In its latest orbit, says Black, the band is intent on “balancing lyricism, aggression, order, and chaos, discipline and anarchy.” A new album, Human Feel’s sixth, is expected soon from Skirl Records.
June 28: Sunna Gunnlaugs Trio
From Iceland comes a lyrical pianist with impeccable touch and time who, as The Washington Post said, “elegantly bridges soul-searching passages with uncluttered swing.” Three highly praised albums into a now-globetrotting career, she demonstrates qualities that keep that lifestyle pleasurable: Her work is contemplative and unhurried, and yet fully capable of evoking great emotion and tension in her spacing and intonation. She counts as her influences the likes of Bill Evans and Keith Jarrett – the former echoes in her touch, the latter in a yearning lyricism – as well as Scandinavians like Bobo Stenson and Jon Balke.
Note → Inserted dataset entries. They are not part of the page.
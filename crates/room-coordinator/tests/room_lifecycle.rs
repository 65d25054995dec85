//! Room lifecycle tests against the in-memory backend.

#![allow(clippy::unwrap_used, clippy::expect_used, clippy::indexing_slicing)]

use rc_test_utils::{init_test_tracing, test_user, BackendOp, InMemoryBackend, TestRoom};
use chrono::Duration;
use room_coordinator::backend::RoomBackend;
use room_coordinator::config::RoomClosePolicy;
use room_coordinator::errors::CoordinatorError;
use room_coordinator::models::{RoomId, UserProfile};
use room_coordinator::rooms::RoomLifecycleManager;
use std::sync::Arc;

fn manager_for(
    backend: &InMemoryBackend,
    user: &UserProfile,
    policy: RoomClosePolicy,
) -> RoomLifecycleManager {
    let mut manager = RoomLifecycleManager::new(Arc::new(backend.clone()), policy);
    manager.set_caller(Some(user.clone()));
    manager
}

#[tokio::test]
async fn test_create_room_joins_creator_muted() {
    init_test_tracing();
    let backend = InMemoryBackend::new();
    let alice = test_user("alice");
    let mut rooms = manager_for(&backend, &alice, RoomClosePolicy::LastOneOut);

    let room = rooms.create_room(None, false).await.unwrap();

    assert_eq!(room.name, "Alice's Room");
    assert_eq!(room.creator_id, alice.user_id);
    assert!(room.is_active);
    assert!(!room.audio_active);
    assert!(room.closed_at.is_none());
    assert_eq!(rooms.current_room(), Some(room.id));

    let participants = backend.participants(room.id);
    assert_eq!(participants.len(), 1);
    assert_eq!(participants[0].user_id, alice.user_id);
    assert!(participants[0].is_muted);
}

#[tokio::test]
async fn test_create_room_uses_given_name() {
    let backend = InMemoryBackend::new();
    let alice = test_user("alice");
    let mut rooms = manager_for(&backend, &alice, RoomClosePolicy::LastOneOut);

    let room = rooms
        .create_room(Some("  Study Hall ".to_string()), true)
        .await
        .unwrap();

    assert_eq!(room.name, "Study Hall");
    assert!(room.is_private);
}

#[tokio::test]
async fn test_create_room_requires_caller() {
    let backend = InMemoryBackend::new();
    let mut rooms = RoomLifecycleManager::new(Arc::new(backend.clone()), RoomClosePolicy::LastOneOut);

    let result = rooms.create_room(None, false).await;

    assert_eq!(result.unwrap_err(), CoordinatorError::Unauthenticated);
    assert!(backend.rooms().is_empty());
}

#[tokio::test]
async fn test_create_room_participant_failure_leaves_room_orphaned() {
    let backend = InMemoryBackend::new().with_failure(BackendOp::InsertParticipant);
    let alice = test_user("alice");
    let mut rooms = manager_for(&backend, &alice, RoomClosePolicy::LastOneOut);

    let result = rooms.create_room(None, false).await;

    assert!(matches!(result, Err(CoordinatorError::BackendError(_))));
    assert_eq!(rooms.current_room(), None);

    let stored = backend.rooms();
    assert_eq!(stored.len(), 1);
    assert!(stored[0].is_active);
    assert!(backend.participants(stored[0].id).is_empty());
}

#[tokio::test]
async fn test_join_room_twice_creates_one_row() {
    let alice = test_user("alice");
    let bob = test_user("bob");
    let room = TestRoom::new(&alice.user_id).build();
    let backend = InMemoryBackend::new().with_room(room.clone());
    let mut rooms = manager_for(&backend, &bob, RoomClosePolicy::LastOneOut);

    let first = rooms.join_room(room.id).await.unwrap();
    let second = rooms.join_room(room.id).await.unwrap();

    assert_eq!(first, second);
    assert!(first.is_muted);
    assert_eq!(backend.participant_rows(room.id, &bob.user_id), 1);
    assert_eq!(rooms.current_room(), Some(room.id));
}

#[tokio::test]
async fn test_join_missing_room_is_not_found() {
    let backend = InMemoryBackend::new();
    let bob = test_user("bob");
    let mut rooms = manager_for(&backend, &bob, RoomClosePolicy::LastOneOut);

    let result = rooms.join_room(RoomId::new_v4()).await;

    assert!(matches!(result, Err(CoordinatorError::NotFound(_))));
    assert_eq!(rooms.current_room(), None);
}

#[tokio::test]
async fn test_join_closed_room_is_rejected() {
    let alice = test_user("alice");
    let room = TestRoom::new(&alice.user_id).closed().build();
    let backend = InMemoryBackend::new().with_room(room.clone());
    let bob = test_user("bob");
    let mut rooms = manager_for(&backend, &bob, RoomClosePolicy::LastOneOut);

    let result = rooms.join_room(room.id).await;

    assert!(matches!(result, Err(CoordinatorError::AlreadyClosed(_))));
    assert!(backend.participants(room.id).is_empty());
}

#[tokio::test]
async fn test_join_requires_caller() {
    let alice = test_user("alice");
    let room = TestRoom::new(&alice.user_id).build();
    let backend = InMemoryBackend::new().with_room(room.clone());
    let mut rooms = RoomLifecycleManager::new(Arc::new(backend.clone()), RoomClosePolicy::LastOneOut);

    let result = rooms.join_room(room.id).await;

    assert_eq!(result.unwrap_err(), CoordinatorError::Unauthenticated);
}

#[tokio::test]
async fn test_creator_last_leaver_closes_room() {
    let backend = InMemoryBackend::new();
    let alice = test_user("alice");
    let mut rooms = manager_for(&backend, &alice, RoomClosePolicy::CreatorOnly);

    let room = rooms.create_room(None, false).await.unwrap();
    let outcome = rooms.leave_room().await.unwrap();

    assert_eq!(outcome.room_id, Some(room.id));
    assert!(outcome.room_closed);

    let stored = backend.room(room.id).unwrap();
    assert!(!stored.is_active);
    assert!(stored.closed_at.is_some());
    assert!(stored.is_consistent());

    // Leaving again is a no-op and does not reopen.
    let again = rooms.leave_room().await.unwrap();
    assert_eq!(again.room_id, None);
    assert!(!backend.room(room.id).unwrap().is_active);
}

#[tokio::test]
async fn test_leave_without_room_is_ok() {
    let backend = InMemoryBackend::new();
    let alice = test_user("alice");
    let mut rooms = manager_for(&backend, &alice, RoomClosePolicy::LastOneOut);

    let outcome = rooms.leave_room().await.unwrap();

    assert_eq!(outcome.room_id, None);
    assert!(!outcome.room_closed);
}

#[tokio::test]
async fn test_study_hall_scenario() {
    init_test_tracing();
    let backend = InMemoryBackend::new();
    let alice = test_user("alice");
    let bob = test_user("bob");
    let mut alice_rooms = manager_for(&backend, &alice, RoomClosePolicy::LastOneOut);
    let mut bob_rooms = manager_for(&backend, &bob, RoomClosePolicy::LastOneOut);

    let room = alice_rooms
        .create_room(Some("Study Hall".to_string()), false)
        .await
        .unwrap();
    bob_rooms.join_room(room.id).await.unwrap();
    assert_eq!(backend.participants(room.id).len(), 2);

    // Alice leaves: room stays open with Bob.
    let outcome = alice_rooms.leave_room().await.unwrap();
    assert!(!outcome.room_closed);
    let participants = backend.participants(room.id);
    assert_eq!(participants.len(), 1);
    assert_eq!(participants[0].user_id, bob.user_id);
    assert!(backend.room(room.id).unwrap().is_active);

    // Bob leaves last: room closes.
    let outcome = bob_rooms.leave_room().await.unwrap();
    assert!(outcome.room_closed);
    let stored = backend.room(room.id).unwrap();
    assert!(!stored.is_active);
    assert!(stored.closed_at.is_some());
    assert!(backend.participants(room.id).is_empty());
}

#[tokio::test]
async fn test_concurrent_last_leavers_close_room_once() {
    let backend = InMemoryBackend::new().with_interleaving();
    let alice = test_user("alice");
    let bob = test_user("bob");
    let mut alice_rooms = manager_for(&backend, &alice, RoomClosePolicy::LastOneOut);
    let mut bob_rooms = manager_for(&backend, &bob, RoomClosePolicy::LastOneOut);

    let room = alice_rooms.create_room(None, false).await.unwrap();
    bob_rooms.join_room(room.id).await.unwrap();

    // Both deletes land before either count, so both see an empty roster.
    let (alice_left, bob_left) = tokio::join!(alice_rooms.leave_room(), bob_rooms.leave_room());
    let alice_left = alice_left.unwrap();
    let bob_left = bob_left.unwrap();

    assert_eq!(alice_left.room_id, Some(room.id));
    assert_eq!(bob_left.room_id, Some(room.id));
    assert!(alice_left.room_closed ^ bob_left.room_closed);

    let stored = backend.room(room.id).unwrap();
    assert!(!stored.is_active);
    assert!(stored.is_consistent());
    assert!(backend.participants(room.id).is_empty());
}

#[tokio::test]
async fn test_close_closed_room_keeps_first_closed_at() {
    let backend = InMemoryBackend::new();
    let alice = test_user("alice");
    let mut rooms = manager_for(&backend, &alice, RoomClosePolicy::LastOneOut);

    let room = rooms.create_room(None, false).await.unwrap();
    assert!(rooms.leave_room().await.unwrap().room_closed);
    let closed_at = backend.room(room.id).unwrap().closed_at.unwrap();

    let closed_again = backend
        .close_room(room.id, closed_at + Duration::hours(1))
        .await
        .unwrap();

    assert!(!closed_again);
    assert_eq!(backend.room(room.id).unwrap().closed_at, Some(closed_at));
}

#[tokio::test]
async fn test_rejoin_while_open_recreates_row() {
    let backend = InMemoryBackend::new();
    let alice = test_user("alice");
    let bob = test_user("bob");
    let mut alice_rooms = manager_for(&backend, &alice, RoomClosePolicy::LastOneOut);
    let mut bob_rooms = manager_for(&backend, &bob, RoomClosePolicy::LastOneOut);

    let room = alice_rooms.create_room(None, false).await.unwrap();
    bob_rooms.join_room(room.id).await.unwrap();

    bob_rooms.leave_room().await.unwrap();
    assert_eq!(backend.participant_rows(room.id, &bob.user_id), 0);
    assert!(backend.room(room.id).unwrap().is_active);

    bob_rooms.join_room(room.id).await.unwrap();
    assert_eq!(backend.participant_rows(room.id, &bob.user_id), 1);
}

#[tokio::test]
async fn test_creator_only_policy_keeps_room_open_for_non_creator() {
    let backend = InMemoryBackend::new();
    let alice = test_user("alice");
    let bob = test_user("bob");
    let mut alice_rooms = manager_for(&backend, &alice, RoomClosePolicy::CreatorOnly);
    let mut bob_rooms = manager_for(&backend, &bob, RoomClosePolicy::CreatorOnly);

    let room = alice_rooms.create_room(None, false).await.unwrap();
    bob_rooms.join_room(room.id).await.unwrap();
    alice_rooms.leave_room().await.unwrap();

    let outcome = bob_rooms.leave_room().await.unwrap();

    assert!(!outcome.room_closed);
    assert!(backend.participants(room.id).is_empty());
    assert!(backend.room(room.id).unwrap().is_active);
}

#[tokio::test]
async fn test_leave_after_row_already_deleted_is_ok() {
    let alice = test_user("alice");
    let bob = test_user("bob");
    let room = TestRoom::new(&alice.user_id).build();
    let backend = InMemoryBackend::new().with_room(room.clone());
    let mut bob_rooms = manager_for(&backend, &bob, RoomClosePolicy::LastOneOut);
    let mut other_device = manager_for(&backend, &bob, RoomClosePolicy::LastOneOut);

    bob_rooms.join_room(room.id).await.unwrap();
    other_device.join_room(room.id).await.unwrap();
    other_device.leave_room().await.unwrap();

    let outcome = bob_rooms.leave_room().await.unwrap();

    assert_eq!(outcome.room_id, Some(room.id));
    // Already closed by the other device; close is not repeated.
    assert!(!outcome.room_closed);
    assert!(!backend.room(room.id).unwrap().is_active);
}

#[tokio::test]
async fn test_leave_failure_keeps_binding_for_retry() {
    let backend = InMemoryBackend::new();
    let alice = test_user("alice");
    let mut rooms = manager_for(&backend, &alice, RoomClosePolicy::LastOneOut);
    let room = rooms.create_room(None, false).await.unwrap();

    backend.fail(BackendOp::DeleteParticipant);
    assert!(rooms.leave_room().await.is_err());
    assert_eq!(rooms.current_room(), Some(room.id));

    backend.clear_failures();
    let outcome = rooms.leave_room().await.unwrap();
    assert!(outcome.room_closed);
}

#[tokio::test]
async fn test_toggle_mute_flips_row() {
    let backend = InMemoryBackend::new();
    let alice = test_user("alice");
    let mut rooms = manager_for(&backend, &alice, RoomClosePolicy::LastOneOut);
    let room = rooms.create_room(None, false).await.unwrap();

    let unmuted = rooms.toggle_mute().await.unwrap();
    assert!(!unmuted.is_muted);
    assert!(!backend.participants(room.id)[0].is_muted);

    let muted = rooms.toggle_mute().await.unwrap();
    assert!(muted.is_muted);
}

#[tokio::test]
async fn test_toggle_mute_without_room_is_not_found() {
    let backend = InMemoryBackend::new();
    let alice = test_user("alice");
    let mut rooms = manager_for(&backend, &alice, RoomClosePolicy::LastOneOut);

    let result = rooms.toggle_mute().await;

    assert!(matches!(result, Err(CoordinatorError::NotFound(_))));
}

#[tokio::test]
async fn test_list_active_rooms_newest_first() {
    let backend = InMemoryBackend::new();
    let alice = test_user("alice");
    let bob = test_user("bob");
    let mut alice_rooms = manager_for(&backend, &alice, RoomClosePolicy::LastOneOut);
    let mut bob_rooms = manager_for(&backend, &bob, RoomClosePolicy::LastOneOut);

    let first = alice_rooms.create_room(None, false).await.unwrap();
    let second = bob_rooms.create_room(None, false).await.unwrap();
    let third = alice_rooms
        .create_room(Some("Late Night".to_string()), false)
        .await
        .unwrap();

    // Alice's first room is still open: the manager just rebinds on create.
    let active = bob_rooms.list_active_rooms().await.unwrap();
    let ids: Vec<RoomId> = active.iter().map(|room| room.id).collect();
    assert_eq!(ids, vec![third.id, second.id, first.id]);

    bob_rooms.leave_room().await.unwrap();
    let active = bob_rooms.list_active_rooms().await.unwrap();
    assert_eq!(active.len(), 2);
    assert!(active.iter().all(|room| room.id != second.id));
}

#[tokio::test]
async fn test_list_participants_for_current_room() {
    let backend = InMemoryBackend::new();
    let alice = test_user("alice");
    let bob = test_user("bob");
    let mut alice_rooms = manager_for(&backend, &alice, RoomClosePolicy::LastOneOut);
    let mut bob_rooms = manager_for(&backend, &bob, RoomClosePolicy::LastOneOut);

    assert!(bob_rooms.list_participants().await.unwrap().is_empty());

    let room = alice_rooms.create_room(None, false).await.unwrap();
    bob_rooms.join_room(room.id).await.unwrap();

    let participants = bob_rooms.list_participants().await.unwrap();
    assert_eq!(participants.len(), 2);
    assert_eq!(participants[0].user_id, alice.user_id);
    assert_eq!(participants[1].user_id, bob.user_id);
}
Like the last two, her accomplishment is in imbuing drama and feeling into measured playing, as well as relating a complexity of soul and spirit in glimmers as if through a drawn-out far-Northern gloaming. She has steeped her responses in both schools. After coming to the U.S. in 1993 to attend William Paterson, she ventured to close-by New York City. There she eventually teamed with the likes of saxophonist Tony Malaby and bassist Drew Gress. She wins high praise for a style at once highly personal and compellingly inclusive of her audiences. She interprets her repertoire with truly accomplished trio-mates, fellow Icelander Thorgrimur Jónsson on bass, and her and long-time collaborator (and husband) Scott McLemore on drums.